A senior official in the ministry of interior in Khartoum announced on Wednesday that the responsible departments have drafted a set of amendments to the passports and immigration law in order to address the increasing foreign presence in the country. The amendments under consideration are intended to curb illegal immigration, and settle the situation of Southern Sudanese following secession as foreigners.  The amendments however may well bend, as convenience may imply, to political calculus. Mandoor al-Mahdi, a senior NCP figure in Khartoum state, declared on Thursday that the government of the North will consider in earnest the possibility of granting Southern Sudanese members of the ruling party and other non-Northern unionists “the honour of citizenship” in the rump North as a token of its gratitude for their commitment to the unity of the nation. Mandoor further declared the dissolution of the NCP in the South, and his party’s stern opposition to the maintenance of the SPLM in the North. He stated “there will be no SPLM in the North and no NCP in the South after secession. Both (branches) will be dissolved”. Mandoor stressed that the NCP and the SPLM are in full agreement regarding post-secession arrangements for the two armies, the Sudan Armed Forces (SAF) and the Sudan Peoples’ Liberation Army (SPLA). Accordingly, there will be no SAF presence in the South, and likewise no SPLA presence in the North, including the Nuba Mountains and the Southern Blue Nile. To Mandoor “The NCP is a party for Northerners, and the SPLM a party for Southerners”. The SPLM mainstream, I claim, would agree without hesitation.     
Despite their grave implications, the imminent disenfranchise of millions of Southern Sudanese in the North and the practical scrapping of the CPA protocol on the resolution of conflict in the Nuba Mountains and the Southern Blue Nile, the ministry of interior’s plans and Mandoor’s statements do not in any arguable sense contradict the global ‘partition’ deal between the NCP and the SPLM. The CPA, despite progressive features, has retained as a working formula the ‘Old Sudan’ definition as it were of the North and South as racial entities.
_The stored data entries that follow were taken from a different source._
//! Modbus protocol constants used by the AMTRON client
//!
//! The charger only needs two operations: FC03 to read blocks of holding
//! registers and FC06 to write one holding register. Frame limits follow the
//! Modbus specification:
//! - Maximum PDU size: 253 bytes (inherited from RS485 ADU limit of 256 bytes)
//! - Register limits are calculated to fit within the PDU size constraint

// ============================================================================
// Frame Size Constants
// ============================================================================

/// Modbus MBAP header length for TCP
/// Format: Transaction ID(2) + Protocol ID(2) + Length(2) = 6 bytes
/// The Unit ID is counted by the Length field and read with the PDU.
pub const MBAP_HEADER_LEN: usize = 6;

/// Maximum PDU (Protocol Data Unit) size per Modbus specification
/// RS485 ADU (256 bytes) - Slave Address (1 byte) - CRC (2 bytes) = 253 bytes
pub const MAX_PDU_SIZE: usize = 253;

/// Maximum MBAP length field value (Unit ID + PDU)
/// = 1 (Unit ID) + 253 (Max PDU) = 254 bytes
pub const MAX_MBAP_LENGTH: usize = 1 + MAX_PDU_SIZE;

/// Modbus TCP protocol identifier (always zero)
pub const MODBUS_PROTOCOL_ID: u16 = 0;

// ============================================================================
// Register Operation Limits
// ============================================================================

/// Maximum number of registers for FC03 (Read Holding Registers)
///
/// Response PDU: Function Code (1) + Byte Count (1) + N × 2 ≤ 253
/// Therefore: N ≤ (253 - 2) / 2 = 125.5 → 125 registers
pub const MAX_READ_REGISTERS: usize = 125;

// ============================================================================
// Modbus Function Codes
// ============================================================================

/// Read Holding Registers (FC03)
pub const FC_READ_HOLDING_REGISTERS: u8 = 0x03;

/// Write Single Register (FC06)
pub const FC_WRITE_SINGLE_REGISTER: u8 = 0x06;

/// Bit set in the function code of an exception response
pub const EXCEPTION_FLAG: u8 = 0x80;

// ============================================================================
// Modbus Exception Codes
// ============================================================================

/// Illegal Function
pub const EXCEPTION_ILLEGAL_FUNCTION: u8 = 0x01;

/// Illegal Data Address
pub const EXCEPTION_ILLEGAL_DATA_ADDRESS: u8 = 0x02;

/// Illegal Data Value
pub const EXCEPTION_ILLEGAL_DATA_VALUE: u8 = 0x03;

/// Server Device Failure
pub const EXCEPTION_SERVER_DEVICE_FAILURE: u8 = 0x04;

/// Acknowledge
pub const EXCEPTION_ACKNOWLEDGE: u8 = 0x05;

/// Server Device Busy
pub const EXCEPTION_SERVER_DEVICE_BUSY: u8 = 0x06;

/// Memory Parity Error
pub const EXCEPTION_MEMORY_PARITY_ERROR: u8 = 0x08;

/// Gateway Path Unavailable
pub const EXCEPTION_GATEWAY_PATH_UNAVAILABLE: u8 = 0x0A;

/// Gateway Target Device Failed to Respond
pub const EXCEPTION_GATEWAY_TARGET_FAILED: u8 = 0x0B;

/// Human-readable name of an exception code
pub fn exception_description(code: u8) -> &'static str {
    match code {
        EXCEPTION_ILLEGAL_FUNCTION => "Illegal Function",
        EXCEPTION_ILLEGAL_DATA_ADDRESS => "Illegal Data Address",
        EXCEPTION_ILLEGAL_DATA_VALUE => "Illegal Data Value",
        EXCEPTION_SERVER_DEVICE_FAILURE => "Server Device Failure",
        EXCEPTION_ACKNOWLEDGE => "Acknowledge",
        EXCEPTION_SERVER_DEVICE_BUSY => "Server Device Busy",
        EXCEPTION_MEMORY_PARITY_ERROR => "Memory Parity Error",
        EXCEPTION_GATEWAY_PATH_UNAVAILABLE => "Gateway Path Unavailable",
        EXCEPTION_GATEWAY_TARGET_FAILED => "Gateway Target Device Failed to Respond",
        _ => "Unknown Exception",
    }
}

#[cfg(test)]
mod tests {
    use super::*;

    #[test]
    fn test_frame_size_constants() {
        assert_eq!(MBAP_HEADER_LEN, 6);
        assert_eq!(MAX_PDU_SIZE, 253);
        assert_eq!(MAX_MBAP_LENGTH, 254);
    }

    #[test]
    fn test_register_limits() {
        // Largest FC03 response must fit in one PDU
        let read_pdu_size = 1 + 1 + (MAX_READ_REGISTERS * 2);
        assert!(read_pdu_size <= MAX_PDU_SIZE);
        assert_eq!(MAX_READ_REGISTERS, 125);
    }

    #[test]
    fn test_exception_description() {
        assert_eq!(exception_description(0x02), "Illegal Data Address");
        assert_eq!(exception_description(0x06), "Server Device Busy");
        assert_eq!(exception_description(0x7F), "Unknown Exception");
    }
}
Moslem Southern Sudanese for instance cannot claim Northern affiliation despite the bonds of faith, and Northern Sudanese united in struggle with the SPLM/A, even if Christians, cannot but swallow their expulsion from the victorious new nation, while the Dinka Ngok, considered ethnic Southerners, are justified in agitating for exclusion of the Misseriya fellow residents from participation in decision making regarding the future of the contested Abyei.  
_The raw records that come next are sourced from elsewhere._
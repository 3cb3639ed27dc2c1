//! # Register Codec
//!
//! Pure decoding of raw register words into field values. No I/O.
//!
//! ## Supported Layouts
//!
//! | Layout | Registers | Result |
//! |--------|-----------|--------|
//! | word | 1 | raw `u16` (status codes, limits) |
//! | signed32 | 2, high word first | `i64` or scaled `f64` |
//!
//! ## Scaling
//!
//! | Scale | Factor | Used for |
//! |-------|--------|----------|
//! | unit | 1 | W, V, s, A (limits) |
//! | milli | 1/1000 | mA → A, Wh → kWh |

use crate::error::{ModbusError, ModbusResult};
use crate::value::FieldValue;

/// Combine two registers into a signed 32-bit value, high word first.
///
/// `(high << 16) | low` read as two's complement. A zero high word always
/// gives a non-negative value; only a high word with bit 15 set is negative.
///
/// ```rust
/// use amtron_modbus::combine_signed32;
///
/// assert_eq!(combine_signed32(0x0000, 0xFFFF), 65535);
/// assert_eq!(combine_signed32(0xFFFF, 0xFFFF), -1);
/// assert_eq!(combine_signed32(0x8000, 0x0000), i32::MIN);
/// ```
#[inline]
pub fn combine_signed32(high: u16, low: u16) -> i32 {
    (((high as u32) << 16) | low as u32) as i32
}

/// Split a signed 32-bit value into (high, low) register words.
#[inline]
pub fn split_signed32(value: i32) -> (u16, u16) {
    let bits = value as u32;
    ((bits >> 16) as u16, bits as u16)
}

/// Register layout of one field
#[derive(Debug, Clone, Copy, PartialEq, Eq)]
pub enum Decode {
    /// One raw register
    Word,
    /// Two registers, high word first, two's complement
    Signed32,
}

impl Decode {
    /// Registers consumed
    pub const fn register_count(self) -> usize {
        match self {
            Decode::Word => 1,
            Decode::Signed32 => 2,
        }
    }
}

/// Scale applied after combining registers
#[derive(Debug, Clone, Copy, PartialEq, Eq)]
pub enum Scale {
    /// Value is already in its display unit
    Unit,
    /// Divide by 1000 (mA → A, Wh → kWh)
    Milli,
}

impl Scale {
    /// Apply the scale to a raw integer
    #[inline]
    pub fn apply(self, raw: i64) -> FieldValue {
        match self {
            Scale::Unit => FieldValue::Integer(raw),
            Scale::Milli => FieldValue::Scaled(raw as f64 / 1000.0),
        }
    }
}

/// Where a field lives inside its block and how to turn it into a value.
#[derive(Debug, Clone, Copy, PartialEq, Eq)]
pub struct FieldSpec {
    /// Word offset from the block start
    pub offset: usize,
    pub decode: Decode,
    pub scale: Scale,
}

impl FieldSpec {
    /// Raw word at `offset`
    pub const fn word(offset: usize) -> Self {
        Self {
            offset,
            decode: Decode::Word,
            scale: Scale::Unit,
        }
    }

    /// Signed 32-bit pair at `offset`, unscaled
    pub const fn signed32(offset: usize) -> Self {
        Self {
            offset,
            decode: Decode::Signed32,
            scale: Scale::Unit,
        }
    }

    /// Same field, divided by 1000
    pub const fn milli(self) -> Self {
        Self {
            scale: Scale::Milli,
            ..self
        }
    }

    /// One past the last word this field reads
    pub const fn end(&self) -> usize {
        self.offset + self.decode.register_count()
    }
}

/// Decode one field out of a block's words.
///
/// A block shorter than the field needs is an `InvalidData` error, which the
/// poll cycle treats as a register-level failure of that block.
pub fn decode_field(words: &[u16], spec: &FieldSpec) -> ModbusResult<FieldValue> {
    let regs = words.get(spec.offset..spec.end()).ok_or_else(|| {
        ModbusError::invalid_data(format!(
            "Field at offset {} needs {} registers, block has {}",
            spec.offset,
            spec.decode.register_count(),
            words.len()
        ))
    })?;

    Ok(match (spec.decode, spec.scale) {
        (Decode::Word, Scale::Unit) => FieldValue::Word(regs[0]),
        (Decode::Word, scale) => scale.apply(i64::from(regs[0])),
        (Decode::Signed32, scale) => scale.apply(i64::from(combine_signed32(regs[0], regs[1]))),
    })
}

#[cfg(test)]
mod tests {
    use super::*;
    use proptest::prelude::*;

    #[test]
    fn test_combine_signed32_boundaries() {
        assert_eq!(combine_signed32(0x0000, 0xFFFF), 65535);
        assert_eq!(combine_signed32(0x0000, 0x0000), 0);
        assert_eq!(combine_signed32(0xFFFF, 0xFFFF), -1);
        assert_eq!(combine_signed32(0x7FFF, 0xFFFF), 2147483647);
        assert_eq!(combine_signed32(0x8000, 0x0000), -2147483648);
        assert_eq!(combine_signed32(0xFFFF, 0xFF51), -175);
    }

    #[test]
    fn test_decode_word() {
        let words = [3, 16, 0];
        assert_eq!(decode_field(&words, &FieldSpec::word(0)).unwrap(), FieldValue::Word(3));
        assert_eq!(decode_field(&words, &FieldSpec::word(1)).unwrap(), FieldValue::Word(16));
    }

    #[test]
    fn test_decode_signed32_scaling() {
        // 2000 mA, 123000 Wh, 230 V
        let words = [0, 2000, 0x0001, 0xE078, 0, 230];
        assert_eq!(
            decode_field(&words, &FieldSpec::signed32(0).milli()).unwrap(),
            FieldValue::Scaled(2.0)
        );
        assert_eq!(
            decode_field(&words, &FieldSpec::signed32(2).milli()).unwrap(),
            FieldValue::Scaled(123.0)
        );
        assert_eq!(
            decode_field(&words, &FieldSpec::signed32(4)).unwrap(),
            FieldValue::Integer(230)
        );
    }

    #[test]
    fn test_decode_negative_power() {
        let (hi, lo) = split_signed32(-1200);
        assert_eq!(
            decode_field(&[hi, lo], &FieldSpec::signed32(0)).unwrap(),
            FieldValue::Integer(-1200)
        );
    }

    #[test]
    fn test_decode_short_block() {
        let err = decode_field(&[0, 1, 2], &FieldSpec::signed32(2)).unwrap_err();
        assert!(err.is_register_error());
        assert!(decode_field(&[], &FieldSpec::word(0)).is_err());
    }

    #[test]
    fn test_field_spec_end() {
        assert_eq!(FieldSpec::word(3).end(), 4);
        assert_eq!(FieldSpec::signed32(20).milli().end(), 22);
    }

    proptest! {
        #[test]
        fn prop_signed32_roundtrip(v in any::<i32>()) {
            let (high, low) = split_signed32(v);
            prop_assert_eq!(combine_signed32(high, low), v);
        }

        #[test]
        fn prop_decode_never_panics(words in proptest::collection::vec(any::<u16>(), 0..8), offset in 0usize..10) {
            let _ = decode_field(&words, &FieldSpec::signed32(offset).milli());
            let _ = decode_field(&words, &FieldSpec::word(offset));
        }
    }
}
The referendum law, which for all practical purposes is the defining text of the South/North disengagement - more than many a progressive clause in the CPA - defines an eligible voter in the Southern Sudan referendum, i.e. a Southerner, as an individual “born to parents both or one of them belonging to one of the indigenous communities that settled in Southern Sudan on or before the 1st of January, or whose ancestry is traceable to one of the ethnic communities in Southern Sudan, or (a) permanent resident, without interruption, or whose any of the parents or grandparents are residing, permanently, without interruption, in Southern Sudan since the 1st January 1956”. Where indigeneity roosts citizenship can rarely hatch. If anything, this is the stubborn legacy of the colonial state in Africa. 

1 comment:

  1. I'm really interested in this confusion between ethnic and territorial ideas of citizenship in Sudanese law, even since the 1890s aliens acts (and I'm trying to pull together a paper on this). The referendum law contradicts the New Sudan Nationality Act of 2003, which is very ethnic in its definition (even more so!) and the 2005-amended 1994 Nationality Act, which is specifically territorial.

    Mandour's idea of citizenship as a 'reward' for unity-minded NCP-leaning Southerners in the North fits with the branch of the NCP focused on putting out political and divisive statements on the split. It'll be very interesting to see whether there's the political will to establish a real, functioning SPLM-North, or whether it'll be allowed.